In the entries that follow, say how many lines contain the string "ApiResult". Give no other words.

(Saved entries)
================
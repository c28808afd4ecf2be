//! Purpose: Crate-wide error value shared by the mirror and protocol layers.
//! Exports: `Error`, `ErrorKind`, `ApiResult`.
//! Role: Lets callers tell "my input was invalid" apart from "the service failed".
//! Invariants: Every error carries a kind; context fields are optional and additive.
//! Invariants: Parse errors keep the offending document; operation failures keep the status.
use std::error::Error as StdError;
use std::fmt;
use std::sync::Arc;

use crate::core::entity::TransactionId;
use crate::core::status::Status;

pub type ApiResult<T> = Result<T, Error>;

#[derive(Clone, Copy, Debug, Eq, PartialEq)]
pub enum ErrorKind {
    InvalidArgument,
    InvalidState,
    QueryFailure,
    Parse,
    OperationFailure,
    Internal,
}

impl ErrorKind {
    pub fn as_str(self) -> &'static str {
        match self {
            ErrorKind::InvalidArgument => "invalid argument",
            ErrorKind::InvalidState => "invalid state",
            ErrorKind::QueryFailure => "query failure",
            ErrorKind::Parse => "parse error",
            ErrorKind::OperationFailure => "operation failure",
            ErrorKind::Internal => "internal error",
        }
    }
}

#[derive(Clone, Debug)]
pub struct Error {
    kind: ErrorKind,
    message: Option<String>,
    path: Option<String>,
    document: Option<String>,
    status: Option<Status>,
    transaction_id: Option<TransactionId>,
    source: Option<Arc<dyn StdError + Send + Sync>>,
}

impl Error {
    pub fn new(kind: ErrorKind) -> Self {
        Self {
            kind,
            message: None,
            path: None,
            document: None,
            status: None,
            transaction_id: None,
            source: None,
        }
    }

    pub fn invalid_argument(message: impl Into<String>) -> Self {
        Self::new(ErrorKind::InvalidArgument).with_message(message)
    }

    pub fn kind(&self) -> ErrorKind {
        self.kind
    }

    pub fn message(&self) -> Option<&str> {
        self.message.as_deref()
    }

    pub fn path(&self) -> Option<&str> {
        self.path.as_deref()
    }

    pub fn document(&self) -> Option<&str> {
        self.document.as_deref()
    }

    pub fn status(&self) -> Option<Status> {
        self.status
    }

    pub fn transaction_id(&self) -> Option<&TransactionId> {
        self.transaction_id.as_ref()
    }

    pub fn with_message(mut self, message: impl Into<String>) -> Self {
        self.message = Some(message.into());
        self
    }

    pub fn with_path(mut self, path: impl Into<String>) -> Self {
        self.path = Some(path.into());
        self
    }

    pub fn with_document(mut self, document: impl Into<String>) -> Self {
        self.document = Some(document.into());
        self
    }

    pub fn with_status(mut self, status: Status) -> Self {
        self.status = Some(status);
        self
    }

    pub fn with_transaction_id(mut self, transaction_id: TransactionId) -> Self {
        self.transaction_id = Some(transaction_id);
        self
    }

    pub fn with_source(mut self, source: impl StdError + Send + Sync + 'static) -> Self {
        self.source = Some(Arc::new(source));
        self
    }
}

impl fmt::Display for Error {
    fn fmt(&self, f: &mut fmt::Formatter<'_>) -> fmt::Result {
        f.write_str(self.kind.as_str())?;
        if let Some(message) = &self.message {
            write!(f, ": {message}")?;
        }
        if let Some(path) = &self.path {
            write!(f, " (path: {path})")?;
        }
        if let Some(status) = self.status {
            write!(f, " (status: {status})")?;
        }
        if let Some(transaction_id) = &self.transaction_id {
            write!(f, " (transaction: {transaction_id})")?;
        }
        Ok(())
    }
}

impl StdError for Error {
    fn source(&self) -> Option<&(dyn StdError + 'static)> {
        self.source
            .as_ref()
            .map(|source| source.as_ref() as &(dyn StdError + 'static))
    }
}

#[cfg(test)]
mod tests {
    use super::{Error, ErrorKind};
    use crate::core::status::Status;
    use std::error::Error as StdError;

    #[test]
    fn display_includes_context() {
        let err = Error::new(ErrorKind::OperationFailure)
            .with_message("topic create failed")
            .with_status(Status::InvalidSignature);
        assert_eq!(
            err.to_string(),
            "operation failure: topic create failed (status: INVALID_SIGNATURE)"
        );
    }

    #[test]
    fn source_survives_clone() {
        let cause = std::io::Error::other("connection reset");
        let err = Error::new(ErrorKind::QueryFailure)
            .with_path("/api/v1/accounts/0.0.2")
            .with_source(cause);
        let cloned = err.clone();
        let source = cloned.source().expect("source");
        assert_eq!(source.to_string(), "connection reset");
        assert_eq!(cloned.path(), Some("/api/v1/accounts/0.0.2"));
    }

    #[test]
    fn invalid_argument_shorthand_sets_kind() {
        let err = Error::invalid_argument("serial must be positive");
        assert_eq!(err.kind(), ErrorKind::InvalidArgument);
        assert_eq!(err.message(), Some("serial must be positive"));
    }
}
#[derive(Clone, Debug, Eq, PartialEq)]
pub struct TokenDissociateResult {
    pub transaction_id: TransactionId,
    pub status: Status,
}

impl Request for TokenDissociateRequest {
    type Output = TokenDissociateResult;

    fn kind(&self) -> OperationKind {
        OperationKind::TokenDissociate
    }

    fn operation(&self, operator: &Operator) -> ApiResult<Operation> {
        Ok(Operation::Transaction {
            body: TransactionBody::TokenDissociate {
                account_id: self.account_id.unwrap_or(operator.account_id),
                token_ids: self.token_ids.clone(),
            },
            options: self.options.clone(),
        })
    }

    fn output(outcome: Outcome) -> ApiResult<Self::Output> {
        let receipt = outcome.into_receipt(OperationKind::TokenDissociate)?;
        Ok(TokenDissociateResult {
            transaction_id: receipt.transaction_id,
            status: receipt.status,
        })
    }
}

#[derive(Clone, Debug, Eq, PartialEq)]
pub struct TokenMintRequest {
    token_id: TokenId,
    amount: u64,
    metadata: Vec<Bytes>,
    options: TransactionOptions,
}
================
**FINAL ANSWER:**
4